Despite the challenges, the application of machine learning to experimental data sets is an exciting and growing field. Recently our group explored machine learning on the electrocatalytic reduction of CO2.20 This work focused on classification algorithms to predict product selectivity and determine feature importance; however, regression of reaction efficiency and/or rate has yet to be fully explored. One reaction pathway where regression machine learning models should be explored is the electrocatalytic nitrogen reduction reaction (NRR) to ammonia. The NRR is seen as a popular route for enabling the electrification of the ammonia industry and for utilizing water-derived hydrogen instead of fossil fuel-derived hydrogen.21 This interest has created a well-developed field of NRR research and provided some data for training machine learning models.

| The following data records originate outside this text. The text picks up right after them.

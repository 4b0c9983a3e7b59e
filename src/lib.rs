//! # Bindwarden
//!
//! **License issuance and one-time device binding for a license-gated client.**
//!
//! A purchase yields a license key whose tier (and therefore expiry) is
//! derived from the amount paid. The key is later bound, exactly once, to a
//! single device. Everything lives in an in-memory [`LicenseRegistry`] that
//! request handlers share.
//!
//! ## Features
//!
//! - **Unguessable keys** - 128 bits of OS entropy, uppercase hex, fixed prefix
//! - **Single-bind invariant** - a key is never rebound to a second device
//! - **Idempotent activation** - the bound device may activate again and again
//! - **Derived status** - expiry is computed at read time, never stored as a flag
//! - **Solve gating** - read-only access check for the bound device
//!
//! ## Quickstart
//!
//! ```no_run
//! use bindwarden::{LicenseRegistry, LicenseStatus, RegistryConfig};
//!
//! fn main() -> Result<(), bindwarden::BindwardenError> {
//!     let registry = LicenseRegistry::new(RegistryConfig::default())?;
//!
//!     let receipt = registry.issue("0700000000", 5000)?;
//!     println!("Issued {} ({})", receipt.key, receipt.tier);
//!
//!     let activation = registry.activate(&receipt.key, "device-1234")?;
//!     println!("Expires: {:?}", activation.expires_at);
//!
//!     if let LicenseStatus::ActiveUntil(until) = registry.status(&receipt.key)? {
//!         println!("Active until {}", until);
//!     }
//!     Ok(())
//! }
//! ```
//!
//! ## Tiers
//!
//! | amount | tier | lifetime |
//! |---|---|---|
//! | ≥ 10000 | premium | never expires |
//! | 5000 to 9999 | standard | 7 days |
//! | 1 to 4999 | basic | 1 day |
//!
//! Lifetimes count from issuance, not activation.
//!
//! ## Persistence
//!
//! None. A process restart loses all license state.

#![deny(warnings)]
#![deny(missing_docs)]

// Core modules
pub mod clock;
pub mod config;
pub mod errors;

// Key generation layer
pub mod keygen;

// Record and wire layer
pub mod protocol;

// Policy layer
pub mod policy;

// Registry (main public API)
pub mod registry;

// Re-exports for public API
pub use clock::{Clock, SystemClock};
pub use config::RegistryConfig;
pub use errors::BindwardenError;
pub use keygen::key::{EntropySource, OsEntropy};
pub use keygen::tier::{expiry_for_tier, tier_for_amount, Tier};
pub use policy::access::AccessGrant;
pub use policy::activation::ActivationPolicy;
pub use protocol::models::{ActivationReceipt, IssueReceipt, License, LicenseStatus};
pub use registry::LicenseRegistry;

#[cfg(any(test, feature = "test-seams"))]
pub use clock::MockClock;
#[cfg(any(test, feature = "test-seams"))]
pub use keygen::key::ScriptedEntropy;
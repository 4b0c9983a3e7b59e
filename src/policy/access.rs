//! Solve-access gating.
//!
//! The request layer calls this before forwarding a question to the
//! answer-generation service. Access requires:
//! - A bound device (license activated)
//! - The caller's device matching the bound device
//! - The license not being expired

use crate::keygen::tier::Tier;
use crate::protocol::models::License;
use crate::BindwardenError;
use chrono::{DateTime, Utc};

/// Proof that a device may use the gated capability right now.
#[derive(Debug, Clone, PartialEq, Eq)]
pub struct AccessGrant {
    /// Tier of the license.
    pub tier: Tier,
    /// When access lapses (`None` = never).
    pub expires_at: Option<DateTime<Utc>>,
}

/// Check that `device_id` may use the license at `now`.
///
/// # Returns
/// * `Ok(AccessGrant)` - Access granted
/// * `Err(NotActivated)` - License was never bound
/// * `Err(DeviceMismatch)` - Bound to another device
/// * `Err(LicenseExpired)` - Past expiry
pub fn check_access(
    license: &License,
    device_id: &str,
    now: DateTime<Utc>,
) -> Result<AccessGrant, BindwardenError> {
    // 1. Must be bound
    let Some(bound) = license.bound_device.as_deref() else {
        return Err(BindwardenError::NotActivated);
    };

    // 2. Must be this device
    if bound != device_id {
        return Err(BindwardenError::DeviceMismatch);
    }

    // 3. Must not be expired
    if license.is_expired_at(now) {
        return Err(BindwardenError::LicenseExpired);
    }

    Ok(AccessGrant {
        tier: license.tier,
        expires_at: license.expires_at,
    })
}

The electrocatalytic reduction of nitrogen into ammonia is particularly challenging for several reasons. First, the thermodynamic standard reduction potential is close to that of proton reduction to hydrogen, creating significant competition between the NRR and the hydrogen evolution reaction (HER).22 Moreover, the NRR may go through either a dissociative or associative mechanism that requires at least six proton-coupled electron transfer steps, which typically keep efficiencies low. Thus, the catalyst, electrolyte, and applied potential are all variables that can have convoluted effects on both the rate and the efficiency. Ultimately the low faradaic efficiencies and small reaction rates typical of NRR leave researchers uncertain about what direction to take research next.21
Our objective was to determine what insights off-the-shelf machine learning algorithms trained on experimental data sets reveal about the NRR, how these tools may be used in other fields, and how the accuracy scales with data availability. We also set out to both train a highly accurate model and also to describe how machine-learning algorithms compare to the most basic regression algorithm – linear regression. Specifically, we assessed how off-the-shelf shallow learning and deep learning algorithms trained on experimental data amassed from a wide range of groups and experimental conditions could predict the faradaic efficiency or the ammonia production rate when given the reactor operating conditions. Even though these are highly convoluted problems with relatively small and diverse data-sets, shallow learning algorithms could achieve coefficients of determination (R2) greater than 0.9. The shallow learning decision tree and random forest models performed as well as the deep learning multi-layer perceptron models, which makes it easier for experimental researchers to apply shallow models to adjacent fields. Decision tree and random forest models also discerned more complicated patterns with respect to feature importance, a step toward improving electrocatalytic NRR research.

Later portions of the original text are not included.